━━━ Records shown

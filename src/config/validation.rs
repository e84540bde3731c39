//! Configuration validation.
//!
//! # Responsibilities
//! - Enforce block cardinality: one `server`, one `server.http`, one
//!   `server.action`
//!
//! # Design Decisions
//! - Stops at the first violation, checked in a fixed order
//! - Validation is pure function: Config → Result<(), ValidationError>
//! - `host` and `pipe` may appear any number of times

use thiserror::Error;

use crate::config::schema::{Config, ServerConfig};

/// A cardinality rule was violated.
#[derive(Debug, Clone, PartialEq, Eq, Error)]
pub enum ValidationError {
    #[error("more than one '{block}' config block found ({count}), only one is allowed")]
    DuplicateBlock { block: &'static str, count: usize },
}

impl ValidationError {
    /// Dotted name of the offending block.
    pub fn block(&self) -> &'static str {
        match self {
            ValidationError::DuplicateBlock { block, .. } => block,
        }
    }
}

/// Validate a decoded configuration.
pub fn validate_config(config: &Config) -> Result<(), ValidationError> {
    at_most_one("server", config.servers.len())?;
    config.servers.iter().try_for_each(validate_server)
}

fn validate_server(server: &ServerConfig) -> Result<(), ValidationError> {
    at_most_one("server.http", server.http.len())?;
    at_most_one("server.action", server.action.len())
}

fn at_most_one(block: &'static str, count: usize) -> Result<(), ValidationError> {
    if count > 1 {
        return Err(ValidationError::DuplicateBlock { block, count });
    }
    Ok(())
}

#[cfg(test)]
mod tests {
    use super::*;
    use crate::config::schema::{ActionConfig, HostConfig, HttpConfig, PipeConfig};

    #[test]
    fn test_empty_config_is_valid() {
        assert!(validate_config(&Config::default()).is_ok());
    }

    #[test]
    fn test_hosts_and_pipes_unbounded() {
        let config = Config {
            hosts: vec![HostConfig::default(); 5],
            pipes: vec![PipeConfig::default(); 3],
            servers: vec![ServerConfig::default()],
        };
        assert!(validate_config(&config).is_ok());
    }

    #[test]
    fn test_two_servers() {
        let config = Config {
            servers: vec![ServerConfig::default(), ServerConfig::default()],
            ..Config::default()
        };
        let err = validate_config(&config).unwrap_err();
        assert_eq!(err.block(), "server");
        assert!(err.to_string().contains("'server'"));
    }

    #[test]
    fn test_two_http_blocks() {
        let config = Config {
            servers: vec![ServerConfig {
                http: vec![HttpConfig { port: 80 }, HttpConfig { port: 81 }],
                ..ServerConfig::default()
            }],
            ..Config::default()
        };
        let err = validate_config(&config).unwrap_err();
        assert_eq!(err.block(), "server.http");
    }

    #[test]
    fn test_server_count_checked_first() {
        let bad_server = ServerConfig {
            http: vec![HttpConfig::default(); 2],
            action: vec![ActionConfig::default(); 2],
            ..ServerConfig::default()
        };
        let config = Config {
            servers: vec![bad_server.clone(), bad_server.clone()],
            ..Config::default()
        };
        assert_eq!(validate_config(&config).unwrap_err().block(), "server");

        let config = Config {
            servers: vec![bad_server],
            ..Config::default()
        };
        assert_eq!(validate_config(&config).unwrap_err().block(), "server.http");
    }

    #[test]
    fn test_two_action_blocks() {
        let config = Config {
            servers: vec![ServerConfig {
                action: vec![ActionConfig::default(), ActionConfig::default()],
                ..ServerConfig::default()
            }],
            ..Config::default()
        };
        assert_eq!(validate_config(&config).unwrap_err().block(), "server.action");
    }
}
mod break_policy;
mod category;
pub mod clock;
mod engine;
mod ledger;

pub use break_policy::{BreakPolicy, BreakPolicyState};
pub use category::{ActivityCategory, CategoryTotals, EventCounters};
pub use clock::{Clock, ManualClock, SystemClock, WallTicker};
pub use engine::{Action, DraftSlot, SessionEngine};
pub use ledger::{
    rolling_units, units_per_hour, CompletionOutcome, CompletionRecord, Ledger, UndoSnapshot,
    MAX_STREAK, ROLLING_WINDOW_MIN,
};
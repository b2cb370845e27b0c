//! TOML-based application configuration.
//!
//! Stores:
//! - Preferences (auto-start on select, accessible display)
//! - Break suggestion thresholds
//! - Valuation tables (target seconds and unit values)
//!
//! Configuration is stored at `~/.config/studyclock/config.toml`. Session
//! counters are never written here; they reset on every launch.

use serde::{Deserialize, Serialize};
use std::path::{Path, PathBuf};

use super::data_dir;
use crate::error::{ConfigError, CoreError, Result};
use crate::timer::BreakPolicy;
use crate::valuation::ValuationConfig;

/// Boolean preferences persisted alongside the valuation tables.
#[derive(Debug, Clone, Copy, Default, PartialEq, Eq, Serialize, Deserialize)]
pub struct Preferences {
    /// Start timing as soon as a study kind is selected.
    #[serde(default)]
    pub auto_start: bool,
    /// Drop color and bell cues; show explicit sign glyphs instead.
    #[serde(default)]
    pub accessible_display: bool,
}

/// Application configuration.
///
/// Serialized to/from TOML at `~/.config/studyclock/config.toml`.
#[derive(Debug, Clone, Default, PartialEq, Serialize, Deserialize)]
pub struct Config {
    #[serde(default)]
    pub preferences: Preferences,
    #[serde(default)]
    pub break_policy: BreakPolicy,
    #[serde(default)]
    pub valuation: ValuationConfig,
}

impl Config {
    fn get_json_value_by_path<'a>(
        root: &'a serde_json::Value,
        key: &str,
    ) -> Option<&'a serde_json::Value> {
        if key.is_empty() {
            return None;
        }

        let mut current = root;
        for part in key.split('.') {
            current = current.get(part)?;
        }
        Some(current)
    }

    fn parse_number(key: &str, value: &str) -> Result<serde_json::Value, ConfigError> {
        let trimmed = value.trim();
        if trimmed.is_empty() {
            return Ok(serde_json::Value::Number(0.into()));
        }
        if let Ok(n) = trimmed.parse::<u64>() {
            return Ok(serde_json::Value::Number(n.into()));
        }
        trimmed
            .parse::<f64>()
            .ok()
            .and_then(serde_json::Number::from_f64)
            .map(serde_json::Value::Number)
            .ok_or_else(|| ConfigError::InvalidValue {
                key: key.to_string(),
                message: format!("cannot parse '{value}' as number"),
            })
    }

    fn set_json_value_by_path(
        root: &mut serde_json::Value,
        key: &str,
        value: &str,
    ) -> Result<(), ConfigError> {
        let parts: Vec<&str> = key.split('.').collect();
        let Some((leaf, parents)) = parts.split_last() else {
            return Err(ConfigError::UnknownKey(key.to_string()));
        };
        if leaf.is_empty() {
            return Err(ConfigError::UnknownKey(key.to_string()));
        }

        let mut current = root;
        for part in parents {
            current = current
                .get_mut(*part)
                .ok_or_else(|| ConfigError::UnknownKey(key.to_string()))?;
        }

        // Valuation maps accept new keys; everything else must already exist.
        let open_map = parents.first() == Some(&"valuation") && parents.len() >= 2;
        let obj = current
            .as_object_mut()
            .ok_or_else(|| ConfigError::UnknownKey(key.to_string()))?;

        let new_value = match obj.get(*leaf) {
            Some(serde_json::Value::Bool(_)) => {
                let parsed = value.trim().parse::<bool>().map_err(|e| ConfigError::InvalidValue {
                    key: key.to_string(),
                    message: e.to_string(),
                })?;
                serde_json::Value::Bool(parsed)
            }
            Some(serde_json::Value::Number(_)) => Self::parse_number(key, value)?,
            Some(serde_json::Value::Object(_)) | Some(serde_json::Value::Array(_)) => {
                serde_json::from_str(value).map_err(|e| ConfigError::InvalidValue {
                    key: key.to_string(),
                    message: e.to_string(),
                })?
            }
            Some(_) => serde_json::Value::String(value.into()),
            None if open_map => Self::parse_number(key, value)?,
            None => return Err(ConfigError::UnknownKey(key.to_string())),
        };

        obj.insert(leaf.to_string(), new_value);
        Ok(())
    }

    pub fn path() -> Result<PathBuf> {
        Ok(data_dir()?.join("config.toml"))
    }

    /// Parse config text. Valuation tables are read leniently; see
    /// [`ValuationConfig::from_toml_lenient`].
    pub fn from_toml_str(content: &str) -> Result<Self> {
        let root: toml::Value = toml::from_str(content)?;

        let preferences = match root.get("preferences") {
            Some(v) => v.clone().try_into::<Preferences>()?,
            None => Preferences::default(),
        };
        let break_policy = match root.get("break_policy") {
            Some(v) => v.clone().try_into::<BreakPolicy>()?,
            None => BreakPolicy::default(),
        };
        let valuation = match root.get("valuation") {
            Some(v) => ValuationConfig::from_toml_lenient(v),
            None => ValuationConfig::default(),
        };

        Ok(Self {
            preferences,
            break_policy,
            valuation,
        })
    }

    /// Load from `path`, or `None` if the file does not exist.
    pub fn read_from(path: &Path) -> Result<Option<Self>> {
        match std::fs::read_to_string(path) {
            Ok(content) => Self::from_toml_str(&content).map(Some).map_err(|e| {
                ConfigError::LoadFailed {
                    path: path.to_path_buf(),
                    message: e.to_string(),
                }
                .into()
            }),
            Err(e) if e.kind() == std::io::ErrorKind::NotFound => Ok(None),
            Err(e) => Err(CoreError::Io(e)),
        }
    }

    /// Persist to `path`.
    pub fn write_to(&self, path: &Path) -> Result<()> {
        let content = toml::to_string_pretty(self)?;
        if let Some(parent) = path.parent() {
            std::fs::create_dir_all(parent)?;
        }
        std::fs::write(path, content).map_err(|e| ConfigError::SaveFailed {
            path: path.to_path_buf(),
            message: e.to_string(),
        })?;
        Ok(())
    }

    /// Load from disk or write and return the default.
    ///
    /// # Errors
    ///
    /// Returns an error if the config file exists but cannot be parsed,
    /// or if the default config cannot be written to disk.
    pub fn load() -> Result<Self> {
        let path = Self::path()?;
        match Self::read_from(&path)? {
            Some(cfg) => Ok(cfg),
            None => {
                let cfg = Self::default();
                cfg.write_to(&path)?;
                Ok(cfg)
            }
        }
    }

    /// Persist to the default location.
    pub fn save(&self) -> Result<()> {
        self.write_to(&Self::path()?)
    }

    /// Get a config value as string by dot-separated key.
    pub fn get(&self, key: &str) -> Option<String> {
        let json = serde_json::to_value(self).ok()?;
        let val = Self::get_json_value_by_path(&json, key)?;
        match val {
            serde_json::Value::String(s) => Some(s.clone()),
            other => Some(other.to_string()),
        }
    }

    /// Set a value by dot-separated key, e.g. `valuation.target_seconds.CT`.
    /// A blank value on a numeric field stores 0. Does not save.
    ///
    /// # Errors
    ///
    /// Returns an error if the key is unknown or the value cannot be parsed.
    pub fn set(&mut self, key: &str, value: &str) -> Result<()> {
        let mut json = serde_json::to_value(&*self)?;
        Self::set_json_value_by_path(&mut json, key, value)?;
        *self = serde_json::from_value(json).map_err(|e| ConfigError::InvalidValue {
            key: key.to_string(),
            message: e.to_string(),
        })?;
        Ok(())
    }
}
use clap::{CommandFactory, Parser, Subcommand};
use tracing_subscriber::EnvFilter;

mod commands;

#[derive(Parser)]
#[command(name = "studyclock-cli", version, about = "Study timer and session dashboard")]
struct Cli {
    #[command(subcommand)]
    command: Commands,
}

#[derive(Subcommand)]
enum Commands {
    /// Run an interactive timing session
    Session,
    /// Configuration management
    Config {
        #[command(subcommand)]
        action: commands::config::ConfigAction,
    },
    /// Print a shell completion script
    Completions {
        #[arg(value_enum)]
        shell: clap_complete::Shell,
    },
}

fn init_logging() {
    let filter = EnvFilter::try_from_env("STUDYCLOCK_LOG").unwrap_or_else(|_| EnvFilter::new("warn"));
    let _ = tracing_subscriber::fmt()
        .with_env_filter(filter)
        .with_writer(std::io::stderr)
        .try_init();
}

fn main() {
    init_logging();

    let cli = Cli::parse();
    let result = match cli.command {
        Commands::Session => commands::session::run(),
        Commands::Config { action } => commands::config::run(action),
        Commands::Completions { shell } => {
            commands::completions::run(shell, &mut Cli::command());
            Ok(())
        }
    };

    if let Err(e) = result {
        eprintln!("error: {e}");
        std::process::exit(1);
    }
}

━━━━━━

Considering the records above, count the lines where the string "EnvFilter" occurs and return that number alone.

2